Published on July 19th, 2017 | by Biz Books
The Biz Interview: Bronwyn Carradine
Starting July 20th, Resonance Theatre Collective presents Lion in the Streets by Judith Thompson at Pacific Theatre.
Isobel, a lost and frightened nine-year-old Portuguese girl, wanders around her neighborhood observing graphic glimpses into the desperate and unsettled lives of the strangers in her community. The recipient of the Chalmers Outstanding New Play Award in 1991, it sheds light on difficult topics without any sugar-coating, justification, or shame, bringing awareness to problems still hidden in our society from people of different age and wealth demographics.
Studio 58 graduate Bronwyn Carradine – the recipient of the Ken & Anne Watts Memorial Scholarship and the Earl Klein Memorial Scholarship – is the director of this incarnation of Lion in the Streets. Priding herself on telling stories that will resonate with Canadian audiences and push the boundaries of human emotions, she believes in “sharing the un-shareable”. We spoke to Bronwyn Carradine ahead of the show’s opening.
Can you start by telling us about you and your involvement with Lion in the Streets?
Of course. My name is Bronwyn Carradine. I am an emerging director and playwright in Vancouver. I’ve been working across Canada for over a decade doing many different aspects of theatre, and landed here 4 years ago when I came to train at Studio 58. I am the director of Resonance Theatre Collective’s Lion In The Streets.
What drew you to be a part of this production?
It’s funny actually, one of the producers [Logan Mitev] and I trained at Stratford when we were younger, but hadn’t really been in touch for the past couple of years, so when Resonance was looking for a director, my name was mentioned and we had a ‘hey I know you’ moment. After that everything just fell into place. It’s really great to be able to reconnect as adults and bring his world, mostly people from Victoria, and my world, mostly people from Vancouver together to create this show. I’ve been a fan of ‘Lion’ for a really long time, and I am so honoured to get to do it with such a great cast and crew.

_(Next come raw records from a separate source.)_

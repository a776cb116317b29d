//! Python language adapter
//!
//! Parses Python source with tree-sitter and lowers the concrete tree into a
//! [`SyntaxTree`] of imports, classes, functions and calls.

use super::framework::LanguageAdapter;
use crate::syntax::{NodeKind, Receiver, SyntaxNode, SyntaxTree, TreeBuilder};
use crate::{Error, Result};
use std::path::Path;
use tree_sitter::{Node, Parser};

/// Python language adapter
pub struct PythonAdapter;

impl PythonAdapter {
    /// Create a new Python adapter
    pub fn new() -> Self {
        Self
    }

    /// Lower `node` into `out`. Irrelevant syntax is transparent.
    fn lower(&self, node: Node, src: &[u8], b: &mut TreeBuilder, out: &mut Vec<SyntaxNode>) {
        match node.kind() {
            "import_statement" => {
                // import foo, bar.baz as qux
                for child in named_children(node) {
                    if let Some(module) = imported_name(child, src) {
                        out.push(b.import(module));
                    }
                }
            }
            "import_from_statement" => {
                // from foo.bar import baz / from .foo import bar / from . import bar
                let module = node.child_by_field_name("module_name").and_then(|m| match m.kind() {
                    "dotted_name" => text(m, src),
                    "relative_import" => Some(
                        named_children(m)
                            .into_iter()
                            .find(|c| c.kind() == "dotted_name")
                            .and_then(|c| text(c, src))
                            .unwrap_or(""),
                    ),
                    _ => None,
                });
                let Some(module) = module else { return };

                let mut cursor = node.walk();
                let members: Vec<&str> = node
                    .children_by_field_name("name", &mut cursor)
                    .filter_map(|n| imported_name(n, src))
                    .collect();
                if !module.is_empty() || !members.is_empty() {
                    out.push(b.import_from(module, &members));
                }
            }
            "class_definition" => {
                let Some(name) = node.child_by_field_name("name").and_then(|n| text(n, src)) else {
                    return;
                };
                let body = self.lower_except_name(node, src, b);
                out.push(b.class(name, body));
            }
            "function_definition" => {
                let Some(name) = node.child_by_field_name("name").and_then(|n| text(n, src)) else {
                    return;
                };
                let body = self.lower_except_name(node, src, b);
                out.push(b.function(name, body));
            }
            "call" => out.push(self.lower_call(node, src, b)),
            _ => {
                for child in named_children(node) {
                    self.lower(child, src, b, out);
                }
            }
        }
    }

    fn lower_except_name(&self, node: Node, src: &[u8], b: &mut TreeBuilder) -> Vec<SyntaxNode> {
        let name_id = node.child_by_field_name("name").map(|n| n.id());
        let mut body = Vec::new();
        for child in named_children(node) {
            if Some(child.id()) != name_id {
                self.lower(child, src, b, &mut body);
            }
        }
        body
    }

    fn lower_call(&self, node: Node, src: &[u8], b: &mut TreeBuilder) -> SyntaxNode {
        let mut children = Vec::new();
        let (callee, receiver) = match node.child_by_field_name("function") {
            Some(func) if func.kind() == "identifier" => (text(func, src), Receiver::None),
            Some(func) if func.kind() == "attribute" => {
                let callee = func.child_by_field_name("attribute").and_then(|a| text(a, src));
                let receiver = match func.child_by_field_name("object") {
                    Some(obj) if obj.kind() == "identifier" => {
                        text(obj, src).map_or(Receiver::Unnamed, |r| Receiver::Named(r.to_string()))
                    }
                    Some(obj) => {
                        self.lower(obj, src, b, &mut children);
                        Receiver::Unnamed
                    }
                    None => Receiver::Unnamed,
                };
                (callee, receiver)
            }
            Some(func) => {
                self.lower(func, src, b, &mut children);
                (None, Receiver::Unnamed)
            }
            None => (None, Receiver::Unnamed),
        };
        if let Some(args) = node.child_by_field_name("arguments") {
            self.lower(args, src, b, &mut children);
        }
        b.node(
            NodeKind::Call { callee: callee.map(str::to_string), receiver },
            children,
        )
    }
}

impl Default for PythonAdapter {
    fn default() -> Self {
        Self::new()
    }
}

impl LanguageAdapter for PythonAdapter {
    fn language_name(&self) -> &str {
        "Python"
    }

    fn file_extensions(&self) -> &[&str] {
        &["py"]
    }

    fn parse(&self, path: &Path, content: &str) -> Result<SyntaxTree> {
        let mut parser = Parser::new();
        parser
            .set_language(&tree_sitter_python::LANGUAGE.into())
            .map_err(|e| Error::Adapter(format!("Failed to set language: {}", e)))?;

        let tree = parser
            .parse(content, None)
            .ok_or_else(|| Error::Adapter(format!("Failed to parse {}", path.display())))?;

        let root = tree.root_node();
        if root.has_error() {
            return Err(Error::MalformedSyntax { path: path.to_path_buf() });
        }

        let mut builder = TreeBuilder::new();
        let mut children = Vec::new();
        for child in named_children(root) {
            self.lower(child, content.as_bytes(), &mut builder, &mut children);
        }
        Ok(builder.finish(path, children))
    }
}

fn named_children(node: Node) -> Vec<Node> {
    let mut cursor = node.walk();
    let children = node.named_children(&mut cursor).collect();
    children
}

/// Dotted name of an import target, looking through `as` aliases.
fn imported_name<'s>(node: Node, src: &'s [u8]) -> Option<&'s str> {
    match node.kind() {
        "dotted_name" => text(node, src),
        "aliased_import" => node.child_by_field_name("name").and_then(|n| text(n, src)),
        _ => None,
    }
}

fn text<'s>(node: Node, src: &'s [u8]) -> Option<&'s str> {
    node.utf8_text(src).ok()
}

#[cfg(test)]
mod tests {
    use super::*;

    fn parse(source: &str) -> SyntaxTree {
        PythonAdapter::new()
            .parse(Path::new("sample.py"), source)
            .expect("Failed to parse")
    }

    fn kinds(tree: &SyntaxTree) -> Vec<NodeKind> {
        tree.root.walk().skip(1).map(|n| n.kind.clone()).collect()
    }

    #[test]
    fn test_declarations_and_calls() {
        let tree = parse(
            r#"
import os
from testers import tester2

def function1():
    print("function1")
    tester2.t2function1()

class TestClass:
    def method2(self):
        self.method3()
"#,
        );
        let kinds = kinds(&tree);

        assert!(kinds.contains(&NodeKind::Import { module: "os".into(), members: vec![] }));
        assert!(kinds.contains(&NodeKind::Import {
            module: "testers".into(),
            members: vec!["tester2".into()],
        }));
        assert!(kinds.contains(&NodeKind::Callable { name: "function1".into() }));
        assert!(kinds.contains(&NodeKind::Type { name: "TestClass".into() }));
        assert!(kinds.contains(&NodeKind::Call {
            callee: Some("print".into()),
            receiver: Receiver::None,
        }));
        assert!(kinds.contains(&NodeKind::Call {
            callee: Some("t2function1".into()),
            receiver: Receiver::Named("tester2".into()),
        }));
        assert!(kinds.contains(&NodeKind::Call {
            callee: Some("method3".into()),
            receiver: Receiver::Named("self".into()),
        }));
    }

    #[test]
    fn test_nesting_is_preserved() {
        let tree = parse(
            r#"
def outer_function():
    def inner_function():
        function2()
    inner_function()
"#,
        );
        let outer = &tree.root.children[0];
        assert_eq!(outer.kind, NodeKind::Callable { name: "outer_function".into() });
        let inner = &outer.children[0];
        assert_eq!(inner.kind, NodeKind::Callable { name: "inner_function".into() });
        assert!(matches!(&inner.children[0].kind, NodeKind::Call { callee: Some(c), .. } if c == "function2"));
        assert!(matches!(&outer.children[1].kind, NodeKind::Call { callee: Some(c), .. } if c == "inner_function"));
    }

    #[test]
    fn test_compound_receiver_is_unnamed() {
        let tree = parse("a.b.run()\nmake().go()\n");
        let calls: Vec<_> = kinds(&tree)
            .into_iter()
            .filter_map(|k| match k {
                NodeKind::Call { callee, receiver } => Some((callee, receiver)),
                _ => None,
            })
            .collect();

        assert!(calls.contains(&(Some("run".into()), Receiver::Unnamed)));
        assert!(calls.contains(&(Some("go".into()), Receiver::Unnamed)));
        // the inner call of `make().go()` is still seen
        assert!(calls.contains(&(Some("make".into()), Receiver::None)));
    }

    #[test]
    fn test_relative_and_aliased_imports() {
        let tree = parse(
            "import numpy as np\nfrom .helpers import util\nfrom . import sibling\nfrom os.path import join as j, exists\nfrom typing import *\n",
        );
        let imports: Vec<_> = kinds(&tree)
            .into_iter()
            .filter_map(|k| match k {
                NodeKind::Import { module, members } => Some((module, members)),
                _ => None,
            })
            .collect();
        let expected: Vec<(String, Vec<String>)> = vec![
            ("numpy".into(), vec![]),
            ("helpers".into(), vec!["util".into()]),
            ("".into(), vec!["sibling".into()]),
            ("os.path".into(), vec!["join".into(), "exists".into()]),
            ("typing".into(), vec![]),
        ];
        assert_eq!(imports, expected);
    }

    #[test]
    fn test_async_def_is_callable() {
        let tree = parse("async def fetch():\n    await go()\n");
        assert!(kinds(&tree).contains(&NodeKind::Callable { name: "fetch".into() }));
    }

    #[test]
    fn test_malformed_source() {
        let err = PythonAdapter::new()
            .parse(Path::new("bad.py"), "def broken(:\n    pass\n")
            .unwrap_err();
        assert!(matches!(err, Error::MalformedSyntax { .. }));
    }
}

Can you share some of your creative process in preparing – from the initial planning all the way to opening night?
Most of my process revolves around the script. Reading it and re-reading it and getting to know every character’s motivation and their ins and outs. For this show it was very important to me to find a through line for all of the stories. If I don’t understand why a character is important how will the audience?
This show has been done many different ways, and the script is very open for interpretation. But, when I read the script I see regular people dealing with real life issues, so I’ve been directing the scenes in a more realistic way; and relying on my designers to transform our space into the limbo between the living and dead that Isobel lives in. Slowly, through rehearsal, we’ve brought in elements of tech, adding sound and talking through lighting cues. Right now we’re in tech week, so we’re spending long hours putting together the set, the sound, the lights and costumes in the space. It’s been really amazing to see how every day everything comes together a bit more.
Now we’re in the final stretch. Today we have cue to cue, tomorrow tech dress and then dress rehearsal. Then we rest (just a little) and then it’s opening night on Thursday!
“Theatre is a marathon, not a sprint.”
What should audiences expect from this show?
Truthfulness. It’s real, it’s raw, and it doesn’t apologize for itself. But it’s also funny too, and very very human.
What are the three most important ingredients for a successful stage production?
Great question. Any good show has to start with a great script- it’s the foundation that the entire production stands on. Then, listening. If the actors are listening to each other then every moment is real. And last, but definitely not least, a good stage manager. They are the core of any production and by far the most important role in any show.
What is the most important lesson you have learned so far in your career?
Theatre is a marathon, not a sprint.
Are there any books or authors that have been influential to you so far in your creative journey?
Oh, so many. I pick up Elizabeth Gilbert’s Big Magic at least once a month. I keep it on my bedside table for the times when I can’t sleep because I’m worrying about creativity and surviving as an artist. The playwrights whose work influences me the most are Judith Thompson, George F. Walker and Linda Griffiths.
What other projects do you have coming up and where can people find out more about you online?
I just finished doing a reading of one of my new plays, Polished, at Intrepid Theatre. For this next year I’ll be workshopping two shows with some really amazing theatre companies- still in early stages, but very very exciting. Keep an ear out for me!
Thanks to Bronwyn Carradine for speaking with us!
You can see Lion in the Streets at Pacific Theatre July 20th to July 22nd and July 27th to July 29th at 8pm. 2pm matinee on July 29. Tickets $17 in advance at ResonanceTheatre.info or $20 at the door.